DATASET EXTRACT: Begin

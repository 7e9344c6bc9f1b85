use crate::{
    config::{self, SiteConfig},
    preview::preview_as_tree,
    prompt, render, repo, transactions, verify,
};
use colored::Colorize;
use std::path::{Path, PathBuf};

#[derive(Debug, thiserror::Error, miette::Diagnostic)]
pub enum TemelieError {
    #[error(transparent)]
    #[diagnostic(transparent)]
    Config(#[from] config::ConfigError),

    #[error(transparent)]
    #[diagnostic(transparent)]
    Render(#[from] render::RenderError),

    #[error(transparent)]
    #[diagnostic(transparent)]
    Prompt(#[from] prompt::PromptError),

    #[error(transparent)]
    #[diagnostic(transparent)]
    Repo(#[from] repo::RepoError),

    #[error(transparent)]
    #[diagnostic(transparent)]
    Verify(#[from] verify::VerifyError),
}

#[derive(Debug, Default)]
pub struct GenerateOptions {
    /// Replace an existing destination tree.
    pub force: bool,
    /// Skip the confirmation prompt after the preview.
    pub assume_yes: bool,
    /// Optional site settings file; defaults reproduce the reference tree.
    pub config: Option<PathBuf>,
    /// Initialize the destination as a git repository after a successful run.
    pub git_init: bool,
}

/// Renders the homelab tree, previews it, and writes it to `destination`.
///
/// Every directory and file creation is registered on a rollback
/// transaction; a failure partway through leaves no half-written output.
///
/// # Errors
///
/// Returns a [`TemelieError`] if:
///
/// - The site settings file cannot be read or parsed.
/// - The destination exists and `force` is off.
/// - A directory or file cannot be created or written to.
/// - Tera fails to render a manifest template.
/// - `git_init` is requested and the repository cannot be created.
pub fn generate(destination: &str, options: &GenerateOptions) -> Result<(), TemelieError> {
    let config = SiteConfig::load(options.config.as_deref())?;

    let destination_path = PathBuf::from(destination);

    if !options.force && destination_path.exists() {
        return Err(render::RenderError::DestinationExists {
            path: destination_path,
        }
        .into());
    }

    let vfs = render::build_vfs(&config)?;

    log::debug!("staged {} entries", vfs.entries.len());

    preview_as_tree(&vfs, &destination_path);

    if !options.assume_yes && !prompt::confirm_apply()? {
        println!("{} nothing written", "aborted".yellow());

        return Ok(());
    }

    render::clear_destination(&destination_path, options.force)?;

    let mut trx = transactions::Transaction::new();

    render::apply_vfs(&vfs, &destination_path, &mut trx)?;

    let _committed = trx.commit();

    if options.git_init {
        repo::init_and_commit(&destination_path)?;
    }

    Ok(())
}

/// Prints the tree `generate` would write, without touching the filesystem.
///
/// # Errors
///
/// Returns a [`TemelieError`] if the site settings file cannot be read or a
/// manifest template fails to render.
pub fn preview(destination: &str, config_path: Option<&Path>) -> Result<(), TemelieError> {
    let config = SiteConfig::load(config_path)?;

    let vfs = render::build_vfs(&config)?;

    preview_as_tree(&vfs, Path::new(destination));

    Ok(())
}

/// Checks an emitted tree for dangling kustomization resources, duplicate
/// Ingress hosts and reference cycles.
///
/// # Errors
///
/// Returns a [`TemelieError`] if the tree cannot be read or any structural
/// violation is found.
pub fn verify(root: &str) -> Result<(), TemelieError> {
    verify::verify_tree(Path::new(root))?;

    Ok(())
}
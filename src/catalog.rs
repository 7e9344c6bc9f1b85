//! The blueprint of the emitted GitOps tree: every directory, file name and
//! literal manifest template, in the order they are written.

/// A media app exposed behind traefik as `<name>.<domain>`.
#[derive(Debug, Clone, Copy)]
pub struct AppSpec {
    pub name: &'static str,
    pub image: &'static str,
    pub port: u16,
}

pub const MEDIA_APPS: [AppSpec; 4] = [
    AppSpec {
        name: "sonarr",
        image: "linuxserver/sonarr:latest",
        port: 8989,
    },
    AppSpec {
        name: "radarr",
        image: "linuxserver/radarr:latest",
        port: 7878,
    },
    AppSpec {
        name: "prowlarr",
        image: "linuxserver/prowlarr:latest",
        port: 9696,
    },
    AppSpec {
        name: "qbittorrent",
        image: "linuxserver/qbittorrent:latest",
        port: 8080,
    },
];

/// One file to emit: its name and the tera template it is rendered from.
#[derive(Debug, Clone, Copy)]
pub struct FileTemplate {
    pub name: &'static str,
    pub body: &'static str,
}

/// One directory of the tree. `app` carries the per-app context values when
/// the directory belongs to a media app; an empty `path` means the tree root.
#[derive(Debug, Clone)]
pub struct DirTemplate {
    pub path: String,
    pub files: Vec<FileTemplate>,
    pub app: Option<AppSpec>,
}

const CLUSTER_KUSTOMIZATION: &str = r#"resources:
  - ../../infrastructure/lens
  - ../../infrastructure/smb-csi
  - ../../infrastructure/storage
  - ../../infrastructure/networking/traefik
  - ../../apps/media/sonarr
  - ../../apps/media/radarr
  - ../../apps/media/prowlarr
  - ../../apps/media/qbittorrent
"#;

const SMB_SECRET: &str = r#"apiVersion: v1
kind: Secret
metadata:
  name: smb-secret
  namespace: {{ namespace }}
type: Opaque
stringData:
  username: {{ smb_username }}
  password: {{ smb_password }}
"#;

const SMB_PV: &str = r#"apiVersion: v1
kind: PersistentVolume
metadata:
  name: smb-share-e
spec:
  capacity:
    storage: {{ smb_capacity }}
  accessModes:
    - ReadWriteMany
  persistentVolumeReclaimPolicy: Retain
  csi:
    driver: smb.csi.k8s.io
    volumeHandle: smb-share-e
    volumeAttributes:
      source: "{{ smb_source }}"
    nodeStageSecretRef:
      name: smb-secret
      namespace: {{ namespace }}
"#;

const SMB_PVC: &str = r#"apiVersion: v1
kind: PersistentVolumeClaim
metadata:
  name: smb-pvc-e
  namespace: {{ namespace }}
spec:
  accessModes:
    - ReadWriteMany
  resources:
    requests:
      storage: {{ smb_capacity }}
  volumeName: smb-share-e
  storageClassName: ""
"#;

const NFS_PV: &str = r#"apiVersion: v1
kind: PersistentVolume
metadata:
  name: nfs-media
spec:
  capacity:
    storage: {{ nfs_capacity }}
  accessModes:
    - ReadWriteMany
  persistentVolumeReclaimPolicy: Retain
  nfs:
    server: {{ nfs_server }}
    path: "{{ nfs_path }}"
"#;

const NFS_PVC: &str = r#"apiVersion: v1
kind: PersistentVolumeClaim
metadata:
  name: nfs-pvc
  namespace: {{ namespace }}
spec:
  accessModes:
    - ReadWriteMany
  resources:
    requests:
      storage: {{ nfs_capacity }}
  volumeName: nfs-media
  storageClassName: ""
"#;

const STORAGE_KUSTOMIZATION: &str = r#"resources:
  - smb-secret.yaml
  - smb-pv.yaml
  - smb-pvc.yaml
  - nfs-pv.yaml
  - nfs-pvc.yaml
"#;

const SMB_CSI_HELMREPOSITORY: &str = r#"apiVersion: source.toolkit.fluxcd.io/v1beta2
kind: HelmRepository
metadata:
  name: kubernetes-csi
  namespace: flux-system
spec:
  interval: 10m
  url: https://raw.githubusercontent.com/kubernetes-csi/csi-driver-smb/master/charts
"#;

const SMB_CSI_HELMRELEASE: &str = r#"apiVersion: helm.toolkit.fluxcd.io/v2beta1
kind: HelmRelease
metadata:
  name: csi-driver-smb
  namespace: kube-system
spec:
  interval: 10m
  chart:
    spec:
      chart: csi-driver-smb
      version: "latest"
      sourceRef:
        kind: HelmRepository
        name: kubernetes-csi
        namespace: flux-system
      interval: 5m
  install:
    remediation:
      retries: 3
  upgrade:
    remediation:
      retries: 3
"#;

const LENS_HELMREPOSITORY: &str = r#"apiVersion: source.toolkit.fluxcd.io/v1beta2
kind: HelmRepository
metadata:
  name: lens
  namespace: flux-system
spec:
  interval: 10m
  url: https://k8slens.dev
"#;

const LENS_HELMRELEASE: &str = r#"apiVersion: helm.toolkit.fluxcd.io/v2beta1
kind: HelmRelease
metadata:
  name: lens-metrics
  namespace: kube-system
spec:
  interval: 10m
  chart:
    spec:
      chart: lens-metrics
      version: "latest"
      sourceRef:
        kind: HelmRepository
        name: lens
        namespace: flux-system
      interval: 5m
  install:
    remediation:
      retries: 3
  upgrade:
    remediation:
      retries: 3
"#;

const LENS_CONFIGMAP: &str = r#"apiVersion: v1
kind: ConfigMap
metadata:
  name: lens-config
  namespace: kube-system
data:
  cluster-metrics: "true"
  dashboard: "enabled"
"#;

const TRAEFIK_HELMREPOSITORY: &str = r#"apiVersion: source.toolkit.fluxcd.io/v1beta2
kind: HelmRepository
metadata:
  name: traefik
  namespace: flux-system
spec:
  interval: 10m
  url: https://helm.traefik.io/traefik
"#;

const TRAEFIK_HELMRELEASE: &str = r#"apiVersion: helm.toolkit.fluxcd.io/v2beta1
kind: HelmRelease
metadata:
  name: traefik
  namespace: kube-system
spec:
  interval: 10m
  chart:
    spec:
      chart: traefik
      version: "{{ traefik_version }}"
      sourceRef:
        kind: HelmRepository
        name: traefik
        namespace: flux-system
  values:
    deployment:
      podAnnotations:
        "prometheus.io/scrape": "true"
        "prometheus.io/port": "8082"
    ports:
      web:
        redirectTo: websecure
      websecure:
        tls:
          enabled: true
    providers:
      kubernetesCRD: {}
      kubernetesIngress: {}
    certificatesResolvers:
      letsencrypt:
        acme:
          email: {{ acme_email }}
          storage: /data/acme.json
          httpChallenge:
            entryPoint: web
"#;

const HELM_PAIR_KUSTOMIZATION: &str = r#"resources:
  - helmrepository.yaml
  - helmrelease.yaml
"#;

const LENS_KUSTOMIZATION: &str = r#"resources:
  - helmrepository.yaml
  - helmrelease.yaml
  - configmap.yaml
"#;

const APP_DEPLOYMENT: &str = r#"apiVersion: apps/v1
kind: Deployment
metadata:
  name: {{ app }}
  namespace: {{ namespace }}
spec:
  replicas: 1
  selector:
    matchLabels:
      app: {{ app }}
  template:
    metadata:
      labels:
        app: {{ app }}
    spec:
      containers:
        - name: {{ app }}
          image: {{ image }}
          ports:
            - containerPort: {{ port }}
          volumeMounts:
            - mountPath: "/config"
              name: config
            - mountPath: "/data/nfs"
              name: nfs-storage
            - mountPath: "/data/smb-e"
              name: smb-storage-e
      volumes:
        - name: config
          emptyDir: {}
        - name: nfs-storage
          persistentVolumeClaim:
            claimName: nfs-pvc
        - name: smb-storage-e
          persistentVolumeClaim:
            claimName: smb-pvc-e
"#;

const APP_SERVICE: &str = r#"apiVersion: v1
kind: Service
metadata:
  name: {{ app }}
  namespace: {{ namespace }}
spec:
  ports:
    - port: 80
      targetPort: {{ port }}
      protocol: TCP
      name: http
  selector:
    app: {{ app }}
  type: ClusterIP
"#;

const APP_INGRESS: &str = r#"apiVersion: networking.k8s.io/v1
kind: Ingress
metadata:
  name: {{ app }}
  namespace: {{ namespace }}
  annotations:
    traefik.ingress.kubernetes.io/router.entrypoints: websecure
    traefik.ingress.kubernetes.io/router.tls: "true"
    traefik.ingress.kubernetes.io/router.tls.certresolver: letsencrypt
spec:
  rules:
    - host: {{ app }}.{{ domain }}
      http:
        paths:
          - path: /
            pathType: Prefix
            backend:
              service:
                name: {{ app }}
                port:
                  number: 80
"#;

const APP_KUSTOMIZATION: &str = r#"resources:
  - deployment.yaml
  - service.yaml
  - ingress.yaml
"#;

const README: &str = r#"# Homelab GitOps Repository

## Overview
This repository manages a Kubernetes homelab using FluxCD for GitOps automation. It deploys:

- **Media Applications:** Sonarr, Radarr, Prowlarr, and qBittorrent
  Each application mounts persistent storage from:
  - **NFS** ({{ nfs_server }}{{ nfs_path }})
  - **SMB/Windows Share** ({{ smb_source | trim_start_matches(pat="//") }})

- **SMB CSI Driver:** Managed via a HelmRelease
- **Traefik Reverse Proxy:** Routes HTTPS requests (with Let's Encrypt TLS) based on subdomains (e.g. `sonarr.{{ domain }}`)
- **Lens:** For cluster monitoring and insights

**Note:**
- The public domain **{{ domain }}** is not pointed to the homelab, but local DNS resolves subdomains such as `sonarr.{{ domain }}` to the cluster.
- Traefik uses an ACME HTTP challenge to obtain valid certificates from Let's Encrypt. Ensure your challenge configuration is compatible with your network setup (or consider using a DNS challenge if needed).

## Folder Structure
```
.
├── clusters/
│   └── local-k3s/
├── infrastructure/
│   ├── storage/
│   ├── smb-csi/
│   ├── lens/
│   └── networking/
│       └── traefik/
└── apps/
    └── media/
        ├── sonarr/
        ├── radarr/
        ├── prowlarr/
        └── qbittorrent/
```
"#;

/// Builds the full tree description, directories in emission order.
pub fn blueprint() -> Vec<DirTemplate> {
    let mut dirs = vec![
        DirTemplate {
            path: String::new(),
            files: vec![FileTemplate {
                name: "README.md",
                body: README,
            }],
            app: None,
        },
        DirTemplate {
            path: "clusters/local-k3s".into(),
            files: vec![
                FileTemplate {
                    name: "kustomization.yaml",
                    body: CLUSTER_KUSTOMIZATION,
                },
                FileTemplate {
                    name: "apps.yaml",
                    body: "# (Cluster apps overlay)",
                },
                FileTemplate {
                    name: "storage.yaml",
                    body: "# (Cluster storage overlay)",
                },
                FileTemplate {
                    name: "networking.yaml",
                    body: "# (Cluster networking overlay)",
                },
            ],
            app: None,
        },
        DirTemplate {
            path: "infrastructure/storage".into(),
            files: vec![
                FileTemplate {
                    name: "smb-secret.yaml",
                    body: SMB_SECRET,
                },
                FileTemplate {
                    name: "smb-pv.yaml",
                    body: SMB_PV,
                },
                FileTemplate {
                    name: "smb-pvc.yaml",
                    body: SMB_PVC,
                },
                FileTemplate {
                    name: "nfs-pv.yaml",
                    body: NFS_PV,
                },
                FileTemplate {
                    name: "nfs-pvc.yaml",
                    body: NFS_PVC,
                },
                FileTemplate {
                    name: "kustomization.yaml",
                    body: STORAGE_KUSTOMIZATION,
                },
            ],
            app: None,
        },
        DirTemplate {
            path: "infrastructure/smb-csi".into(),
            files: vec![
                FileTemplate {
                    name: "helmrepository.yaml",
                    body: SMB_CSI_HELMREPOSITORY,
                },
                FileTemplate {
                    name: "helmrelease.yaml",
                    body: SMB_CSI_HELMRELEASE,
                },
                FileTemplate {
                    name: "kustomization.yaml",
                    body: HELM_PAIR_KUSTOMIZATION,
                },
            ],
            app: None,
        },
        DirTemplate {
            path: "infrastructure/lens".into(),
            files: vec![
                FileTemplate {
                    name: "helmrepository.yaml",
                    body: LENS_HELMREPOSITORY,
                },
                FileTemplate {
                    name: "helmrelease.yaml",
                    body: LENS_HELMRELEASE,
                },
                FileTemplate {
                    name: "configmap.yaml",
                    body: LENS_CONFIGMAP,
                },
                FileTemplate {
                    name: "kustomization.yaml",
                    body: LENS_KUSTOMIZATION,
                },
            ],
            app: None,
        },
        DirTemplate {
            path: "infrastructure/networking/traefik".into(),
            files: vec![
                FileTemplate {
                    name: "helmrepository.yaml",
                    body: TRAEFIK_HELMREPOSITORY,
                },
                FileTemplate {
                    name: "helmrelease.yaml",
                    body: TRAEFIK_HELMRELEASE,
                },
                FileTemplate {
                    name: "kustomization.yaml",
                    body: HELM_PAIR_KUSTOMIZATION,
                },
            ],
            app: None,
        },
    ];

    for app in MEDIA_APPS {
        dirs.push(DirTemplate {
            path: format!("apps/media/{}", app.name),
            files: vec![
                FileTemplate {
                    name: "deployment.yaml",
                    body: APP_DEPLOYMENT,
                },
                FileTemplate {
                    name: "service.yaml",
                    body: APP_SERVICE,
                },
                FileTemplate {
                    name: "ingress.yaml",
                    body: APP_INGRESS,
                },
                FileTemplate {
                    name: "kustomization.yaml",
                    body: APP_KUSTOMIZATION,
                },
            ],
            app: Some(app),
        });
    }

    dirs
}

DATASET EXTRACT: End

### YOUR OBJECTIVE:
Whenever the string "prompt" shows up in a line of the records, copy that line.

### RESPONSE FOR THIS EXERCISE:
    prompt, render, repo, transactions, verify,
    Prompt(#[from] prompt::PromptError),
    /// Skip the confirmation prompt after the preview.
    if !options.assume_yes && !prompt::confirm_apply()? {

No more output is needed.